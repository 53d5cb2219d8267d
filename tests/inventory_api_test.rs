mod common;

use axum::http::StatusCode;
use rust_decimal_macros::dec;
use serde_json::json;

use common::{as_decimal, body_json, TestApp};

#[tokio::test]
async fn creating_an_item_with_stock_seeds_the_ledger() {
    let app = TestApp::new().await;

    let response = app
        .post(
            "/api/v1/inventory",
            json!({
                "name": "400W Mono Panel",
                "brand": "Jinko",
                "category": "Panels",
                "quantity": 12,
                "unit_price": "310.00",
                "minimum_stock_level": 3
            }),
        )
        .await;
    assert_eq!(response.status(), StatusCode::CREATED);
    let item = body_json(response).await;
    let item_id = item["id"].as_i64().unwrap();
    assert_eq!(item["quantity"], 12);
    assert_eq!(item["currency"], "USD");

    let rows = body_json(
        app.get(&format!("/api/v1/inventory/{item_id}/transactions"))
            .await,
    )
    .await;
    let rows = rows.as_array().unwrap();
    assert_eq!(rows.len(), 1);
    assert_eq!(rows[0]["transaction_type"], "Stock In");
    assert_eq!(rows[0]["quantity"], 12);
    assert_eq!(rows[0]["notes"], "Initial stock for 400W Mono Panel");
}

#[tokio::test]
async fn zero_stock_items_start_with_an_empty_ledger() {
    let app = TestApp::new().await;
    let item_id = app.seed_item("Spare Relay", 0, dec!(15.00)).await;

    let rows = body_json(
        app.get(&format!("/api/v1/inventory/{item_id}/transactions"))
            .await,
    )
    .await;
    assert!(rows.as_array().unwrap().is_empty());
}

#[tokio::test]
async fn search_and_category_filters_narrow_the_list() {
    let app = TestApp::new().await;
    app.seed_item("450W Panel", 5, dec!(400.00)).await;
    app.seed_item("Lithium Battery", 2, dec!(900.00)).await;

    let panel_id = {
        let response = app
            .post(
                "/api/v1/inventory",
                json!({
                    "name": "300W Panel",
                    "category": "Panels",
                    "quantity": 4,
                    "unit_price": "250.00"
                }),
            )
            .await;
        body_json(response).await["id"].as_i64().unwrap()
    };

    let listed = body_json(app.get("/api/v1/inventory?search=Panel").await).await;
    assert_eq!(listed["total"], 2);

    let listed = body_json(app.get("/api/v1/inventory?category=Panels").await).await;
    assert_eq!(listed["total"], 1);
    assert_eq!(listed["items"][0]["id"], panel_id);

    let categories = body_json(app.get("/api/v1/inventory/categories").await).await;
    assert_eq!(categories, json!(["Panels"]));
}

#[tokio::test]
async fn low_stock_reports_items_at_or_below_their_minimum() {
    let app = TestApp::new().await;

    // Default minimum stock level is 5.
    let low_id = app.seed_item("Breaker", 5, dec!(8.00)).await;
    app.seed_item("Busbar", 30, dec!(12.00)).await;

    let items = body_json(app.get("/api/v1/inventory/low-stock").await).await;
    let items = items.as_array().unwrap().clone();
    assert_eq!(items.len(), 1);
    assert_eq!(items[0]["id"], low_id);
}

#[tokio::test]
async fn stock_in_and_adjustments_move_quantity_with_audit_rows() {
    let app = TestApp::new().await;
    let item_id = app.seed_item("Earth Rod", 4, dec!(6.00)).await;

    let response = app
        .post(
            &format!("/api/v1/inventory/{item_id}/stock-in"),
            json!({ "quantity": 10, "unit_price": "5.50", "notes": "Restock from Harare depot" }),
        )
        .await;
    assert_eq!(response.status(), StatusCode::CREATED);
    let row = body_json(response).await;
    assert_eq!(row["transaction_type"], "Stock In");
    assert_eq!(as_decimal(&row["total_value"]), dec!(55.00));

    let response = app
        .post(
            &format!("/api/v1/inventory/{item_id}/adjust"),
            json!({ "delta": -3, "reason": "Damaged", "notes": "Water damage" }),
        )
        .await;
    assert_eq!(response.status(), StatusCode::CREATED);
    let row = body_json(response).await;
    assert_eq!(row["transaction_type"], "Adjustment");
    assert_eq!(row["quantity"], -3);
    assert_eq!(row["reason"], "Damaged");

    let item = body_json(app.get(&format!("/api/v1/inventory/{item_id}")).await).await;
    assert_eq!(item["quantity"], 11);
}

#[tokio::test]
async fn adjustments_cannot_push_stock_negative() {
    let app = TestApp::new().await;
    let item_id = app.seed_item("Clamp", 2, dec!(3.00)).await;

    let response = app
        .post(
            &format!("/api/v1/inventory/{item_id}/adjust"),
            json!({ "delta": -5, "reason": "Stock Adjustment" }),
        )
        .await;
    assert_eq!(response.status(), StatusCode::CONFLICT);
    let body = body_json(response).await;
    assert_eq!(body["details"]["available"], 2);
    assert_eq!(body["details"]["requested"], 5);

    let item = body_json(app.get(&format!("/api/v1/inventory/{item_id}")).await).await;
    assert_eq!(item["quantity"], 2);
}

#[tokio::test]
async fn non_positive_stock_in_is_rejected() {
    let app = TestApp::new().await;
    let item_id = app.seed_item("Din Rail", 7, dec!(2.00)).await;

    for quantity in [0, -4] {
        let response = app
            .post(
                &format!("/api/v1/inventory/{item_id}/stock-in"),
                json!({ "quantity": quantity, "unit_price": "2.00" }),
            )
            .await;
        assert_eq!(response.status(), StatusCode::BAD_REQUEST);
    }
}

#[tokio::test]
async fn updating_an_item_cannot_change_its_quantity() {
    let app = TestApp::new().await;
    let item_id = app.seed_item("Combiner Box", 6, dec!(45.00)).await;

    let response = app
        .put(
            &format!("/api/v1/inventory/{item_id}"),
            json!({ "name": "Combiner Box 4-way", "unit_price": "48.00" }),
        )
        .await;
    assert_eq!(response.status(), StatusCode::OK);
    let item = body_json(response).await;
    assert_eq!(item["name"], "Combiner Box 4-way");
    assert_eq!(as_decimal(&item["unit_price"]), dec!(48.00));
    // Quantity only moves through the ledger.
    assert_eq!(item["quantity"], 6);
}

#[tokio::test]
async fn unknown_items_return_not_found() {
    let app = TestApp::new().await;

    let response = app.get("/api/v1/inventory/41").await;
    assert_eq!(response.status(), StatusCode::NOT_FOUND);

    let response = app.get("/api/v1/inventory/41/transactions").await;
    assert_eq!(response.status(), StatusCode::NOT_FOUND);
}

**What is required**.
Considering each line of the records on its own, count those that contain "common" and give only that number.

**Solution to this problem**.
2